Les craintes sur le Portugal font trébucher la Grèce

le 11/07/2014 L'AGEFI Quotidien / Edition de 7H

Les inquiétudes autour de BES ont perturbé l'émission à 3 ans d'Athènes et fait corriger les marchés

Les craintes sur le Portugal font trébucher la Grèce

La Grèce a confirmé son retour progressif sur les marchés mais n’a pas réussi à lever autant d’argent qu’attendu auprès des investisseurs. En cause, la tension des rendements des pays périphériques dans le sillage d’inquiétudes sur la santé financière de la banque portugaise Banco Espirito Santo, qui ont entraîné une correction générale des marchés . La Grèce a réussi à lever 1,5 milliard d’euros à 3 ans à un rendement de 3,5%. Elle avait envisagé de collecter jusqu’à 3 milliards d’euros selon un représentant du gouvernement.

Il semble loin le succès de la première émission à 5 ans depuis quatre ans réalisée par la Grèce en avril. Le pays avait reçu 20 milliards d’euros de marques d’intérêt et avait levé 3 milliards d’euros à 4,95%. L’opération a 3 ans d’hier a été réalisée en dépit de «conditions très peu favorables sur les marchés internationaux et notamment ceux de la périphérie aujourd’hui et hier», a souligné pour sa défense le ministère des finances grec.

Hier, le rendement des obligations à 5 ans de la Grèce se tendait de 12 points de base à 4,32%. Sur une semaine, la hausse est de 25 points de base. Les tensions sont encore plus marquées sur les titres portugais. Jeudi, le taux des obligations à 5 ans s'est écarté de 15 pb, à 2,56%, portant à 32 pb la hausse sur la semaine passée, et celui à 10 ans de 25 pb. Les taux 5 ans des obligations italiennes et espagnoles se sont dans le même temps tendus d’une dizaine de points, à respectivement 1,43 et 1,40%.

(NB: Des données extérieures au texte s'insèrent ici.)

//! Host-direct and chroot execution (spec §4.1).
//!
//! Two modes: if `sysroot` is unset the command runs directly on the host,
//! inheriting the host environment overlaid with `opts.env`. Otherwise each
//! requested mount is bind-mounted under the sysroot, the command runs
//! under `chroot(2)` (via `pre_exec` in the spawned child, so only that
//! child's root changes), and on every exit path the mounts are unmounted
//! in reverse order of creation.

use super::{Executor, OutputSink, RunOptions, RunResult, RuntimeType};
use crate::error::BuildError;
use anyhow::{Context, Result};
use nix::mount::{mount as nix_mount, umount as nix_umount, MsFlags};
use std::os::unix::process::CommandExt;
use std::path::{Path, PathBuf};
use std::process::{Command, Stdio};

pub struct ChrootExecutor {
    sysroot: Option<PathBuf>,
}

impl ChrootExecutor {
    pub fn new() -> Self {
        ChrootExecutor { sysroot: None }
    }

    pub fn with_sysroot(sysroot: PathBuf) -> Self {
        ChrootExecutor {
            sysroot: Some(sysroot),
        }
    }

    fn run_direct(&self, opts: RunOptions) -> Result<RunResult> {
        let (program, args) = opts
            .command
            .split_first()
            .ok_or_else(|| BuildError::ExecutorUnavailable("no command specified".into()))?;

        let mut cmd = Command::new(program);
        cmd.args(args);
        for (key, value) in &opts.env {
            cmd.env(key, value);
        }
        if let Some(work_dir) = &opts.work_dir {
            cmd.current_dir(work_dir);
        }

        run_spawned(cmd, &opts)
    }

    fn run_chrooted(&self, sysroot: &Path, opts: RunOptions) -> Result<RunResult> {
        let (program, args) = opts
            .command
            .split_first()
            .ok_or_else(|| BuildError::ExecutorUnavailable("no command specified".into()))?;

        let mut mounted: Vec<PathBuf> = Vec::new();
        let result = (|| -> Result<RunResult> {
            for mount in &opts.mounts {
                let target = sysroot.join(
                    mount
                        .target
                        .strip_prefix("/")
                        .unwrap_or(&mount.target),
                );
                std::fs::create_dir_all(&target)
                    .with_context(|| format!("creating bind target '{}'", target.display()))?;
                bind_mount(&mount.source, &target)?;
                mounted.push(target);
            }

            let sysroot_owned = sysroot.to_path_buf();
            let mut cmd = Command::new(program);
            cmd.args(args);
            for (key, value) in &opts.env {
                cmd.env(key, value);
            }
            let work_dir = opts
                .work_dir
                .clone()
                .unwrap_or_else(|| PathBuf::from("/"));
            unsafe {
                cmd.pre_exec(move || {
                    nix::unistd::chroot(&sysroot_owned)
                        .map_err(|e| std::io::Error::from_raw_os_error(e as i32))?;
                    std::env::set_current_dir(&work_dir)?;
                    Ok(())
                });
            }

            run_spawned(cmd, &opts)
        })();

        // unmount in reverse order of creation on every exit path
        for target in mounted.into_iter().rev() {
            let _ = nix_umount(&target);
        }

        result
    }
}

fn bind_mount(source: &Path, target: &Path) -> Result<()> {
    nix_mount(
        Some(source),
        target,
        None::<&str>,
        MsFlags::MS_BIND,
        None::<&str>,
    )
    .with_context(|| format!("bind-mounting '{}' onto '{}'", source.display(), target.display()))
}

fn run_spawned(mut cmd: Command, opts: &RunOptions) -> Result<RunResult> {
    match (&opts.stdout, &opts.stderr) {
        (OutputSink::Inherit, _) | (_, OutputSink::Inherit) => {
            let status = cmd
                .stdout(Stdio::inherit())
                .stderr(Stdio::inherit())
                .status()
                .context("spawning direct/chroot command")?;
            if !status.success() {
                anyhow::bail!("command exited with {status}");
            }
            Ok(RunResult::default())
        }
        _ => {
            let output = cmd
                .stdout(Stdio::piped())
                .stderr(Stdio::piped())
                .output()
                .context("spawning direct/chroot command")?;
            let stdout = String::from_utf8_lossy(&output.stdout).into_owned();
            let stderr = String::from_utf8_lossy(&output.stderr).into_owned();
            if !output.status.success() {
                let tail: String = stderr.lines().rev().take(20).collect::<Vec<_>>().join("\n");
                anyhow::bail!("command failed: {}", tail);
            }
            Ok(RunResult { stdout, stderr })
        }
    }
}

impl Executor for ChrootExecutor {
    fn run(&self, opts: RunOptions) -> Result<RunResult> {
        if opts.command.is_empty() {
            return Err(BuildError::ExecutorUnavailable("no command specified".into()).into());
        }
        match &self.sysroot {
            None => self.run_direct(opts),
            Some(sysroot) => self.run_chrooted(sysroot, opts),
        }
    }

    fn is_available(&self) -> bool {
        true
    }

    fn builder_image_exists(&self) -> Result<bool> {
        Ok(true)
    }

    fn default_image(&self) -> &str {
        ""
    }

    fn runtime_type(&self) -> RuntimeType {
        RuntimeType::Chroot
    }
}

#[cfg(test)]
mod tests {
    use super::*;

    #[test]
    fn direct_mode_fails_with_no_command_specified() {
        let executor = ChrootExecutor::new();
        let opts = RunOptions::default();
        let result = executor.run(opts);
        assert!(result.is_err());
        assert!(result.unwrap_err().to_string().contains("no command specified"));
    }

    #[test]
    fn direct_mode_runs_host_command_and_captures_output() {
        let executor = ChrootExecutor::new();
        let mut opts = RunOptions::default();
        opts.command = vec!["echo".into(), "hi".into()];
        let result = executor.run(opts).unwrap();
        assert_eq!(result.stdout.trim(), "hi");
    }

    #[test]
    fn runtime_type_is_chroot() {
        assert_eq!(ChrootExecutor::new().runtime_type(), RuntimeType::Chroot);
        assert!(!ChrootExecutor::new().runtime_type().is_container_runtime());
    }
}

Ces turbulences traduisent les inquiétudes des créanciers et investisseurs alors que la société actionnaire de Banco Espirito Santo, Espirito Santo International, n’a pas remboursé à temps certains titres de dette à court terme. La banque centrale portugaise a assuré que le second prêteur du pays était à l’abri des difficultés financières de son actionnaire.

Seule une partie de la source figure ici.